-- Task details --
Retrieve all lines below that have the string "when".

=-=-=-=-=

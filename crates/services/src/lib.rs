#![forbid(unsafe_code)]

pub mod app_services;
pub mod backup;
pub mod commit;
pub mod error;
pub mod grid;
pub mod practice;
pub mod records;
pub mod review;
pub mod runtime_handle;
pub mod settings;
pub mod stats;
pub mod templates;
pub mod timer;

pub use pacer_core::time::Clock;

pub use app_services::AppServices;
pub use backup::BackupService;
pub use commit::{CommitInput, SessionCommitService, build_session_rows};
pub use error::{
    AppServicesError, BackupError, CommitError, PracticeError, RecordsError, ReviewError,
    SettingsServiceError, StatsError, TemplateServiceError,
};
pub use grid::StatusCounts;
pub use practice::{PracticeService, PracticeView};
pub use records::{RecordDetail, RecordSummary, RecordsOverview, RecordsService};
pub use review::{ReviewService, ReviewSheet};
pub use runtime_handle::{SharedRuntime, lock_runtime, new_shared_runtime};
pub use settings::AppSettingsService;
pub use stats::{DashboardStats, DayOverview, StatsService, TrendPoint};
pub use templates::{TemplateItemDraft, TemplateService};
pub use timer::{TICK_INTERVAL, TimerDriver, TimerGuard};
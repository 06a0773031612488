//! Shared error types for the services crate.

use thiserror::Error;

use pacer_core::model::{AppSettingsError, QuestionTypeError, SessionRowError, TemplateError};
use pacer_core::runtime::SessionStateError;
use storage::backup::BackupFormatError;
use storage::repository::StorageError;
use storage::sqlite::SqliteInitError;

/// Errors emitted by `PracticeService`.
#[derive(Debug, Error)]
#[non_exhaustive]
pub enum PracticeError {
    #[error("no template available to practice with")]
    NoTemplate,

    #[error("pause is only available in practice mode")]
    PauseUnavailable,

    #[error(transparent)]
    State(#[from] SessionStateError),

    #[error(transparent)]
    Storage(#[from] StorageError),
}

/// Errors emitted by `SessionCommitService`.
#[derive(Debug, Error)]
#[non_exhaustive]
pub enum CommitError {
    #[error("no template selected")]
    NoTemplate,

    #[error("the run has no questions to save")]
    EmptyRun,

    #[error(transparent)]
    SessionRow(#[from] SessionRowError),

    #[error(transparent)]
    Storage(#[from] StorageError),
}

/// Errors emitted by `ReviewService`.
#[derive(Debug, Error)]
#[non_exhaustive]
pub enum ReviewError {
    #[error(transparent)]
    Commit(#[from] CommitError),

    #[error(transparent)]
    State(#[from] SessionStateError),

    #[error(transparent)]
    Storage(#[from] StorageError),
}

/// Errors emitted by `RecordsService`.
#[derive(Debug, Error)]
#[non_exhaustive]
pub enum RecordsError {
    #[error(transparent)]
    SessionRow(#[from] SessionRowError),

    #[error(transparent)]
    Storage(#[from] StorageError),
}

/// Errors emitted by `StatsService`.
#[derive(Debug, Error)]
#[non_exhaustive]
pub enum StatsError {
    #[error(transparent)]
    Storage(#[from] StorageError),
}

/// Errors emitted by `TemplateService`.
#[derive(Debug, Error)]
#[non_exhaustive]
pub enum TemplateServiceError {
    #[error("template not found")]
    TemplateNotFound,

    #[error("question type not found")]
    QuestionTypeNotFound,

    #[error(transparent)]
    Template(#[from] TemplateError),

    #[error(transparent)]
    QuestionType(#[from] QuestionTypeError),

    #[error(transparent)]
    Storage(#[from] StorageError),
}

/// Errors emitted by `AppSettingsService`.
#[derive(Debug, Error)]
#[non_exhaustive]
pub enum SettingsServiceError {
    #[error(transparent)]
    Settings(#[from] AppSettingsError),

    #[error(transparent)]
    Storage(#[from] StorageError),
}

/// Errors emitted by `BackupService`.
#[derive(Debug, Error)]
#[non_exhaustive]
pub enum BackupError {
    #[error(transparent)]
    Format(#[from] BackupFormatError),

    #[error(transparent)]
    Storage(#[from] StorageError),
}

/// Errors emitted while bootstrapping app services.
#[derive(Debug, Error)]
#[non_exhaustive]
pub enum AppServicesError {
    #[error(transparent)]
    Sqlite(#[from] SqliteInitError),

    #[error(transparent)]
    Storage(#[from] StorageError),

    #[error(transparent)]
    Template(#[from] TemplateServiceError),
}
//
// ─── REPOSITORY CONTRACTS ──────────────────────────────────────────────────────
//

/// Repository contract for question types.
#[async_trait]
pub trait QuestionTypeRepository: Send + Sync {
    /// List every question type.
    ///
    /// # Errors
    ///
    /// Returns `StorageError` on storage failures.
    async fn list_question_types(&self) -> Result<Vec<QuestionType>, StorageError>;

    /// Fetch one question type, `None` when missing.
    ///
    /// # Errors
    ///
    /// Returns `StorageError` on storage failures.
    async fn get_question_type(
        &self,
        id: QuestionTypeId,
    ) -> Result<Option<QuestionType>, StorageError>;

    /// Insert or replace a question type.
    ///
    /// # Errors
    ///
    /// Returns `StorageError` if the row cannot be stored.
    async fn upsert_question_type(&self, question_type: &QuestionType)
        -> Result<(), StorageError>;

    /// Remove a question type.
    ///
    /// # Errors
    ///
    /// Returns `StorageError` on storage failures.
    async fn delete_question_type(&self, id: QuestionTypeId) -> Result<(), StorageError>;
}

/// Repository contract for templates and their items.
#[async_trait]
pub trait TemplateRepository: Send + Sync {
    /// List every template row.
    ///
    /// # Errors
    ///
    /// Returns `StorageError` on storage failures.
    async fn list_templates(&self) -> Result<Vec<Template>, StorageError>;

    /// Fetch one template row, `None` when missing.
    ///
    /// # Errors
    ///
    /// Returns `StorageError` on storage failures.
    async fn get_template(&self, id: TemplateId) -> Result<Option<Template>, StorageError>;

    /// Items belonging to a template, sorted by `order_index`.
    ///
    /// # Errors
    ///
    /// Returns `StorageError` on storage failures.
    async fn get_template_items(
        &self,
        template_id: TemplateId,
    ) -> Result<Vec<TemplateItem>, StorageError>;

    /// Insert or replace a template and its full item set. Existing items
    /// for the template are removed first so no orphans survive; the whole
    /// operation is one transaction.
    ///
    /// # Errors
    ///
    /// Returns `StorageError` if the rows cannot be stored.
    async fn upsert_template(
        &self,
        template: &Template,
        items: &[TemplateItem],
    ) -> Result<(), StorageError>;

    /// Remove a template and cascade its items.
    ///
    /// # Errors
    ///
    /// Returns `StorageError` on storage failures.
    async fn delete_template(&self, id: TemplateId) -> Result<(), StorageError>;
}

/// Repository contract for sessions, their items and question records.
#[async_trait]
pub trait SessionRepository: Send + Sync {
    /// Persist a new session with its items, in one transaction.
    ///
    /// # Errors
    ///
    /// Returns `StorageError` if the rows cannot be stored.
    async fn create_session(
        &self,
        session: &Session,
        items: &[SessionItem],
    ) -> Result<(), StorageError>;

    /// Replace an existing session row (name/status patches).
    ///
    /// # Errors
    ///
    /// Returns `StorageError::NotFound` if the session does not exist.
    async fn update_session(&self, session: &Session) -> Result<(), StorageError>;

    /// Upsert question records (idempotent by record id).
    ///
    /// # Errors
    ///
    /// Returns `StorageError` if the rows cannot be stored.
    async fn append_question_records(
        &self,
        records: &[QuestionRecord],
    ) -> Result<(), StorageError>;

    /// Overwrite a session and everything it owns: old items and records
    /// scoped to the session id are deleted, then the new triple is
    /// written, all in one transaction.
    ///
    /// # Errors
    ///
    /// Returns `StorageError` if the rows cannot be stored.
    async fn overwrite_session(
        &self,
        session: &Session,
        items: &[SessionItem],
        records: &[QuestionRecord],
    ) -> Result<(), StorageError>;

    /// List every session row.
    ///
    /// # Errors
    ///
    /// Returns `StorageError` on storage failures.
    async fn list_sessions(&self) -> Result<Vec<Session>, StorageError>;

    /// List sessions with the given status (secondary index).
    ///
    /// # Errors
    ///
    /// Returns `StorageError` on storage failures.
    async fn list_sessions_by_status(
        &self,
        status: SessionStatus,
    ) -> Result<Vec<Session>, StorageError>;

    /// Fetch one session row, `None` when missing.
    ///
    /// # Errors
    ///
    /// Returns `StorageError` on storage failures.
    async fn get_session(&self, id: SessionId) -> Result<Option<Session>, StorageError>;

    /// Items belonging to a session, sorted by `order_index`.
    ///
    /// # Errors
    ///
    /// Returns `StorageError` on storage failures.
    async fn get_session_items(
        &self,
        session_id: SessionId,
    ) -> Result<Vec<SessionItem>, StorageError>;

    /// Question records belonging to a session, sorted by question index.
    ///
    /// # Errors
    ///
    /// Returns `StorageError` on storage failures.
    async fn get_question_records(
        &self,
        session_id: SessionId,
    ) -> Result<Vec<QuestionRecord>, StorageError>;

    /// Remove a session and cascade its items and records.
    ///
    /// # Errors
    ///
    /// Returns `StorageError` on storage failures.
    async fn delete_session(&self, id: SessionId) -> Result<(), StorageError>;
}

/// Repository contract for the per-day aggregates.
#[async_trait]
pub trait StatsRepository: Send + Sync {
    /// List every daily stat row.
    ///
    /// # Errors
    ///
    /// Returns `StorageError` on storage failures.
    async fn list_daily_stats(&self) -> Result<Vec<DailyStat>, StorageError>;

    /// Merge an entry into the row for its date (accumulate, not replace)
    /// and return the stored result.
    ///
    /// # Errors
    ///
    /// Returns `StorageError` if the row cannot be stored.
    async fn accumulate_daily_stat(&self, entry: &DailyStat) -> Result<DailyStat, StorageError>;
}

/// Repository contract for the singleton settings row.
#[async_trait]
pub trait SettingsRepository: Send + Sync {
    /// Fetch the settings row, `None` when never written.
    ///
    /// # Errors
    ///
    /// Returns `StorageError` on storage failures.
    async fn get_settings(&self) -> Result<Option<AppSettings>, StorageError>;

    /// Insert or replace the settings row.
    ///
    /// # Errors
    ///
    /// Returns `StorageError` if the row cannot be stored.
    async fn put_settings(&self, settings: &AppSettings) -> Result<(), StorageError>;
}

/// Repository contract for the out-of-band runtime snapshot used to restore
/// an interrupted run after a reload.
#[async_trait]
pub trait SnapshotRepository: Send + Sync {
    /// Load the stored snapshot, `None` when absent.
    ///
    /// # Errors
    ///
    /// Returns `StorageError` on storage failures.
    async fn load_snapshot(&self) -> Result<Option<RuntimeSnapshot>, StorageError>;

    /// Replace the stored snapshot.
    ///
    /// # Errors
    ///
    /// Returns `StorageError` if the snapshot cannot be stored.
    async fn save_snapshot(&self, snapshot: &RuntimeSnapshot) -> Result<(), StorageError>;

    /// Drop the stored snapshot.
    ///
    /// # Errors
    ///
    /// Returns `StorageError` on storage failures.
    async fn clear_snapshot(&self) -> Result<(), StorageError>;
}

=-=-=-=-=

-- Written response --
    /// Fetch one question type, `None` when missing.
    /// Fetch one template row, `None` when missing.
    /// Fetch one session row, `None` when missing.
    /// Fetch the settings row, `None` when never written.
    /// Load the stored snapshot, `None` when absent.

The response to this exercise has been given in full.